# TASK
After reading the data below, copy out every line that contains the word "UhpOptions".

*** RECORDS FOR THE TASK ***

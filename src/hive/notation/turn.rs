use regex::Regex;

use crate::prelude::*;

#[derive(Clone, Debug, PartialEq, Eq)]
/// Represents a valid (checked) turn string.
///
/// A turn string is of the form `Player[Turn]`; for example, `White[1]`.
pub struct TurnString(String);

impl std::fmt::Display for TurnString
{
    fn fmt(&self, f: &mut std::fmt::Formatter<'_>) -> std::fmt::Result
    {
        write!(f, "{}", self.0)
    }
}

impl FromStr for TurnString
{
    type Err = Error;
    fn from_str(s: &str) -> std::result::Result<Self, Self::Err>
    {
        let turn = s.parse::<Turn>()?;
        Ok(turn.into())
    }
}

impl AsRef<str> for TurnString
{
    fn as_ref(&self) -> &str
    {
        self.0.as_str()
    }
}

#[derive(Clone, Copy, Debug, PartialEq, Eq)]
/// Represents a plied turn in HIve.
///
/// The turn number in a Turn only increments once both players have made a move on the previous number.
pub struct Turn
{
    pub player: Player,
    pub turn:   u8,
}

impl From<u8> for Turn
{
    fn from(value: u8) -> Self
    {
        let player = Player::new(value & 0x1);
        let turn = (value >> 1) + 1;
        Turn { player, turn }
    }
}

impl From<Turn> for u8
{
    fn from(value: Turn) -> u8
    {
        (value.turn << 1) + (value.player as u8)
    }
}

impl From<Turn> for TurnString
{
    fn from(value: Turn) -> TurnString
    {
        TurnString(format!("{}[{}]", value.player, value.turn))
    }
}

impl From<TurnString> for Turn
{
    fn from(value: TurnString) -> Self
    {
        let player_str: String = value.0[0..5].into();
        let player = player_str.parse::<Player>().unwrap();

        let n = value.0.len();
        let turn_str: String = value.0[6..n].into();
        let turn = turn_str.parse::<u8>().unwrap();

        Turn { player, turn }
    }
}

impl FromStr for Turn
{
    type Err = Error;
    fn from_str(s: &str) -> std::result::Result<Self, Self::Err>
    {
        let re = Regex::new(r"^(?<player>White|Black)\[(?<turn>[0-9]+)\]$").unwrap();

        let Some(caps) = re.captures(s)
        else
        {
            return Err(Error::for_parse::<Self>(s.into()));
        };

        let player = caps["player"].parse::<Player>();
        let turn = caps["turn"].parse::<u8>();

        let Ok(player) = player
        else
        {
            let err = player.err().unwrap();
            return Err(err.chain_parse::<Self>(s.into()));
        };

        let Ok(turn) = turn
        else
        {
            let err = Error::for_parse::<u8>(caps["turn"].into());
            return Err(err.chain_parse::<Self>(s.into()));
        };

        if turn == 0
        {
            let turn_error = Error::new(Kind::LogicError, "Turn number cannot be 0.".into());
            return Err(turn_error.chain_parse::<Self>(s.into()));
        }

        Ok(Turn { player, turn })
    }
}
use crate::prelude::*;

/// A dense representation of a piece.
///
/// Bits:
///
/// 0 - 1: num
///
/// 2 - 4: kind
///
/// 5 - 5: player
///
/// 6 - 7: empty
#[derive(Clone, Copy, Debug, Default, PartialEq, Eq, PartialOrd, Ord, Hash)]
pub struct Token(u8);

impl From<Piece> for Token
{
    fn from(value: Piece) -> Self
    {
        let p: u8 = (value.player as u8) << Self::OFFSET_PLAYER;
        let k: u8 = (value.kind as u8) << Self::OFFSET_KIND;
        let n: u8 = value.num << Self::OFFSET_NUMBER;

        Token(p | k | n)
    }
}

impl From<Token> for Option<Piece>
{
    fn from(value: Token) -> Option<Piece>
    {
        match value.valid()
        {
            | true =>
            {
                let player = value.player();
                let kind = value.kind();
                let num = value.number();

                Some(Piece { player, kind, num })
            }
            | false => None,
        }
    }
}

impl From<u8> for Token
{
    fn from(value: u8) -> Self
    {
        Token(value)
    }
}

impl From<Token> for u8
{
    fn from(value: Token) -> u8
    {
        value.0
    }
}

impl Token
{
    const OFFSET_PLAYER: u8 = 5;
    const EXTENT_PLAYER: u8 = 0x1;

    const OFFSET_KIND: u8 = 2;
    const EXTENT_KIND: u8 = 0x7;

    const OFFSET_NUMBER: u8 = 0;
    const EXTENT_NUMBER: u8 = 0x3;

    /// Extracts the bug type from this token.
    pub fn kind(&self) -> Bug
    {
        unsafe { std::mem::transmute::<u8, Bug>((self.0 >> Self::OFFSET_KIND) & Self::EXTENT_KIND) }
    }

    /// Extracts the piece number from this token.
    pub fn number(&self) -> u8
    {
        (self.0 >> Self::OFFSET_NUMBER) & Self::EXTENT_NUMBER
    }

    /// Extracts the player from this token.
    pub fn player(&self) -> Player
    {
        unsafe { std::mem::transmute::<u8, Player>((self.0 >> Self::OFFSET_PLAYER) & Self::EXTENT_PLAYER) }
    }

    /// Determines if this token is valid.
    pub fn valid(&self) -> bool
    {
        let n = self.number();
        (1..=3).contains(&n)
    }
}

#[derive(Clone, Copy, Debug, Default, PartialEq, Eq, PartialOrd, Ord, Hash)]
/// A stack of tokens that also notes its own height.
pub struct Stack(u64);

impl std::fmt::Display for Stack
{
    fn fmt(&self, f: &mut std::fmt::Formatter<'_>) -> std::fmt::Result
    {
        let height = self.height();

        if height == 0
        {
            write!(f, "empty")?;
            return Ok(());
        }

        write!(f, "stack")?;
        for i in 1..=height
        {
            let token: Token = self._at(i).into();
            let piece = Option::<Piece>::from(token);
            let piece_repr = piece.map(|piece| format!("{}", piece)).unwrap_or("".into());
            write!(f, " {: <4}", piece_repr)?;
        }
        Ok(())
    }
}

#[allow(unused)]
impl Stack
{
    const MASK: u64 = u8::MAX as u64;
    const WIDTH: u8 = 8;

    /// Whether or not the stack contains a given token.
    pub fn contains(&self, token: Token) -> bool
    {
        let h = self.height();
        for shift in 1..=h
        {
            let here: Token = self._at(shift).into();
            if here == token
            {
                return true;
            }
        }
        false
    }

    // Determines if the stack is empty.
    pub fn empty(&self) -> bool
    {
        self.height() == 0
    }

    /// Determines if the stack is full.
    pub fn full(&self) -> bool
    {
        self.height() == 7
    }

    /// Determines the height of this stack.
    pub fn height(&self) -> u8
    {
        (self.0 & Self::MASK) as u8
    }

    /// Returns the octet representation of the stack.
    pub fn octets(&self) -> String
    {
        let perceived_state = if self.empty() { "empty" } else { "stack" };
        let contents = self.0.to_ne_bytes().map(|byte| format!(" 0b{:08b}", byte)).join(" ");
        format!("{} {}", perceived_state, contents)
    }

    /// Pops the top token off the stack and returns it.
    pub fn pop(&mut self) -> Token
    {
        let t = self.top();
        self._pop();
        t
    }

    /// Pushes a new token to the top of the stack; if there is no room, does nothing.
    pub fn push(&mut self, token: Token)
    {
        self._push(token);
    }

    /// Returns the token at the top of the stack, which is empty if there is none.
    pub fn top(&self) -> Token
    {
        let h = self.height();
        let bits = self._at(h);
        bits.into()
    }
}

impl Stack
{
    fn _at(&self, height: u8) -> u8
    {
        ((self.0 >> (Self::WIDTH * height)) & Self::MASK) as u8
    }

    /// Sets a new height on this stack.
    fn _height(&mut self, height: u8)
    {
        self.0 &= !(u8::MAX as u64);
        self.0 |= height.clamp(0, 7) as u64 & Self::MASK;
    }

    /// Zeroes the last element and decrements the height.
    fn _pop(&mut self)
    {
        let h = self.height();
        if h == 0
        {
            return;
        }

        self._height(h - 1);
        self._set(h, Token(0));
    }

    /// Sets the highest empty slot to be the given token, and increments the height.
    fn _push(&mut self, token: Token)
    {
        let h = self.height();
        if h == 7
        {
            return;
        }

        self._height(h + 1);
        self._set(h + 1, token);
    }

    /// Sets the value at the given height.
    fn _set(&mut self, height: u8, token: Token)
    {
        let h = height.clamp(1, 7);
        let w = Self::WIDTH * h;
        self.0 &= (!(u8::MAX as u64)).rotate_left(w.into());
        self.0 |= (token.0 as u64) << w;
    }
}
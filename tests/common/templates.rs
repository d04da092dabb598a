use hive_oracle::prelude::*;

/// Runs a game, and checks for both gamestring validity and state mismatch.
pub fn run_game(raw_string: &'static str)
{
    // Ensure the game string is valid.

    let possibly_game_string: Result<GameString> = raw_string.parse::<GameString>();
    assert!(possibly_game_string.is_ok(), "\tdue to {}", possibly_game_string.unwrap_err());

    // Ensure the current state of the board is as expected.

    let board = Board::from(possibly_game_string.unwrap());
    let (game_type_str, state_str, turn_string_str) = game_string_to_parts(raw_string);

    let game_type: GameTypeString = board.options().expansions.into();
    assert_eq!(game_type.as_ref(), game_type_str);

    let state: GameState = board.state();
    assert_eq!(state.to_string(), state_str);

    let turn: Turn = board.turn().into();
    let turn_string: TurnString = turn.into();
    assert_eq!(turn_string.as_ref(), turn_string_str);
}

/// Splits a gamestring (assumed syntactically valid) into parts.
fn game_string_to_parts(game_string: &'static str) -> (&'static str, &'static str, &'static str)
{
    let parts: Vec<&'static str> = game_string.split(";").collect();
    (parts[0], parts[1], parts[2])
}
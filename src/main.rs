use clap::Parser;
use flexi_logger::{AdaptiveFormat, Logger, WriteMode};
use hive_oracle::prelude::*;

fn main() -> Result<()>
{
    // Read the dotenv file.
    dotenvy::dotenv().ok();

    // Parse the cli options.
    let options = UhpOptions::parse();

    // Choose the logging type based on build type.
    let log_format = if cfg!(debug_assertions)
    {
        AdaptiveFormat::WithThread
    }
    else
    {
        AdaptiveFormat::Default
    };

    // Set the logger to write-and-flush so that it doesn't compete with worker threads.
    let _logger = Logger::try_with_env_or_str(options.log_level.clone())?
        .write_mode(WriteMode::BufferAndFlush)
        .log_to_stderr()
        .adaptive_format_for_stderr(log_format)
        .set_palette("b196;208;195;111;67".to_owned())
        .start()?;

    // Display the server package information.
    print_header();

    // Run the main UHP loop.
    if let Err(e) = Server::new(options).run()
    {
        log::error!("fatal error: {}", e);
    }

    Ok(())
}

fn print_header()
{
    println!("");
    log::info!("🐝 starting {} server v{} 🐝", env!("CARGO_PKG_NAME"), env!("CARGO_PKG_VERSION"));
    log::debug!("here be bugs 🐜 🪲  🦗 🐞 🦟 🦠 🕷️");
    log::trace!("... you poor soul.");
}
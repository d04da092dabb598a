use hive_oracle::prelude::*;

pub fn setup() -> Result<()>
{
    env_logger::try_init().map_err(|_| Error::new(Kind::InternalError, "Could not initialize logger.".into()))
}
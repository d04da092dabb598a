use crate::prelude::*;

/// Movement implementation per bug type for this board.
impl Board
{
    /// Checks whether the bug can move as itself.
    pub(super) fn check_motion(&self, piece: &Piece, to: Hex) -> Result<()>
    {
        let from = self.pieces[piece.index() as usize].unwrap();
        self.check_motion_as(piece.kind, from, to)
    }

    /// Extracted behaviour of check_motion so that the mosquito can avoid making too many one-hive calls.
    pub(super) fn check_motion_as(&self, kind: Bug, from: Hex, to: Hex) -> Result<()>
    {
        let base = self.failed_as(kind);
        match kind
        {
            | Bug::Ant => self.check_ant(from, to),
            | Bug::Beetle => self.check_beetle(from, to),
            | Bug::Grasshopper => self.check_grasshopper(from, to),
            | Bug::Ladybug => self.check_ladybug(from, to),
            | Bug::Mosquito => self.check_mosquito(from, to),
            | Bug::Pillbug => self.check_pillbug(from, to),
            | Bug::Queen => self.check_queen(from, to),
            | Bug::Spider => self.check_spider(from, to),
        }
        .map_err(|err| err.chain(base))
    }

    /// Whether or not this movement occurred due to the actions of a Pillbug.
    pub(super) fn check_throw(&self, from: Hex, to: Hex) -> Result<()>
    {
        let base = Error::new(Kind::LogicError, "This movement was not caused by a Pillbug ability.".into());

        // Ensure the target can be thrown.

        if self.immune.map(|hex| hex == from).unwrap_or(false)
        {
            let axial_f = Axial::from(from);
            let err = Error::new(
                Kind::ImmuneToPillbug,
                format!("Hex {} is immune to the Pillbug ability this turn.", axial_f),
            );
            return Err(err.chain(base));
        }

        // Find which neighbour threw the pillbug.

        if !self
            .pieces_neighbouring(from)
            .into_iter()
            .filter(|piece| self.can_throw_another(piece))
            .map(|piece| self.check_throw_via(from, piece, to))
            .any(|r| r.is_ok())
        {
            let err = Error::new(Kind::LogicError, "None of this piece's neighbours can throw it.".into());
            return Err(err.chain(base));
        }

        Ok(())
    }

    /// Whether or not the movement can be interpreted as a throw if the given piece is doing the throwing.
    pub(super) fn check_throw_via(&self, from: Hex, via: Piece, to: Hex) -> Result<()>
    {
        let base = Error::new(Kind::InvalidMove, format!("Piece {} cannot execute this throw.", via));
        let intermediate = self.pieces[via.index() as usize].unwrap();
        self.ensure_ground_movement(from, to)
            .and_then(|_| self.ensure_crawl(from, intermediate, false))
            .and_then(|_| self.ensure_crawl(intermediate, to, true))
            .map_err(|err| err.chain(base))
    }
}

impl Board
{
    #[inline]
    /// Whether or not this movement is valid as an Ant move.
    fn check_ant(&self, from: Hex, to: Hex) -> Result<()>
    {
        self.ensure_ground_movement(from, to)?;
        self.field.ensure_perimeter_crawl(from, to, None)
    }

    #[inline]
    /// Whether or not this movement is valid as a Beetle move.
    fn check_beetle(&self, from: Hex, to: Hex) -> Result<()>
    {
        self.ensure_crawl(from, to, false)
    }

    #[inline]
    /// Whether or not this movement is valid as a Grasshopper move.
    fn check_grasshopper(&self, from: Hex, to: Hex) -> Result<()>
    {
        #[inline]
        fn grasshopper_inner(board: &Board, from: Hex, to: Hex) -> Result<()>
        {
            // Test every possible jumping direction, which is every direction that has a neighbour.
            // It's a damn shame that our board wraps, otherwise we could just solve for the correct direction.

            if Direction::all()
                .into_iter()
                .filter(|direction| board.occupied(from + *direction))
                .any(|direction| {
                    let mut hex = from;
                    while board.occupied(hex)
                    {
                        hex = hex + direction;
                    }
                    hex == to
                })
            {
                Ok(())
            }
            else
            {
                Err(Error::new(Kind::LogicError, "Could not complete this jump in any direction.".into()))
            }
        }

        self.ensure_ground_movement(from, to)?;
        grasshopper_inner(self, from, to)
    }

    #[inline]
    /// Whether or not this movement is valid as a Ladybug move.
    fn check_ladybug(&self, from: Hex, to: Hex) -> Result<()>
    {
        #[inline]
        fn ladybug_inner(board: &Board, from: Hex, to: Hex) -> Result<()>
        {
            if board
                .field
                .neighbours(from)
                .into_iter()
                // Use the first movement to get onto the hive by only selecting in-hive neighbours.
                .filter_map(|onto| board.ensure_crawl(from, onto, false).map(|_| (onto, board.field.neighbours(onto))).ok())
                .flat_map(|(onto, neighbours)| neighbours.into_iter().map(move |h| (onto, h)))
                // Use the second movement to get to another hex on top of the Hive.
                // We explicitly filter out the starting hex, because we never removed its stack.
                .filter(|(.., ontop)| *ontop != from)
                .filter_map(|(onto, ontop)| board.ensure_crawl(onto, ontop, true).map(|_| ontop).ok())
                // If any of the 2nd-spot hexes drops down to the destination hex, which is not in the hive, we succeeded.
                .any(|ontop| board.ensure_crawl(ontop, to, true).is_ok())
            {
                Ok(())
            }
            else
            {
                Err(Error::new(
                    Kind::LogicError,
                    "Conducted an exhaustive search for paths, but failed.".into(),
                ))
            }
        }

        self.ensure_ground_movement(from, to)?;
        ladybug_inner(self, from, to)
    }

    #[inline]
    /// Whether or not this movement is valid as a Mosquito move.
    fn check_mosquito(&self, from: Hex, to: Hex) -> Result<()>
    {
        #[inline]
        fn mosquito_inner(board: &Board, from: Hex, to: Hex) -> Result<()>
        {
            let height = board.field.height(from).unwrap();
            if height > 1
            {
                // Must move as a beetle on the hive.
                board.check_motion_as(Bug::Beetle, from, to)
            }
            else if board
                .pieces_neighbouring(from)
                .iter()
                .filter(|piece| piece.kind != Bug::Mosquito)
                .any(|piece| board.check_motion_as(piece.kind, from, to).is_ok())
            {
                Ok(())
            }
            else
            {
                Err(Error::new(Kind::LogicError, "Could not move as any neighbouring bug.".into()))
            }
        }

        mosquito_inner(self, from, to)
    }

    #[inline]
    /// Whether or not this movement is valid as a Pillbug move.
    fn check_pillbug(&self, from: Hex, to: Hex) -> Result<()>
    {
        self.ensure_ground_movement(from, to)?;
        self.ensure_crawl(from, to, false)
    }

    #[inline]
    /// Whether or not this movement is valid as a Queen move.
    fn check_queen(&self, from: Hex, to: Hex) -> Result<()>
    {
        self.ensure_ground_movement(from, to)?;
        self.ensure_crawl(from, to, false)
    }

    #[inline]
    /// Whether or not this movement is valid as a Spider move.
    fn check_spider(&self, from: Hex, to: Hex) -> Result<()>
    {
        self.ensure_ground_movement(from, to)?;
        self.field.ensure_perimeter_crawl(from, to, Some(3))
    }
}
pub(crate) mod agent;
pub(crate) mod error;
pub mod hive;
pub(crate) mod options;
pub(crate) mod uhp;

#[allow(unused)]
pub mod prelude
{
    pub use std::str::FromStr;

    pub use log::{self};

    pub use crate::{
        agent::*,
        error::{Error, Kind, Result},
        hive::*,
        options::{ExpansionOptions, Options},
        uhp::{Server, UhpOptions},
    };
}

*** End of RECORDS FOR THE TASK ***

# PROBLEM SOLUTION
    let options = UhpOptions::parse();
        uhp::{Server, UhpOptions},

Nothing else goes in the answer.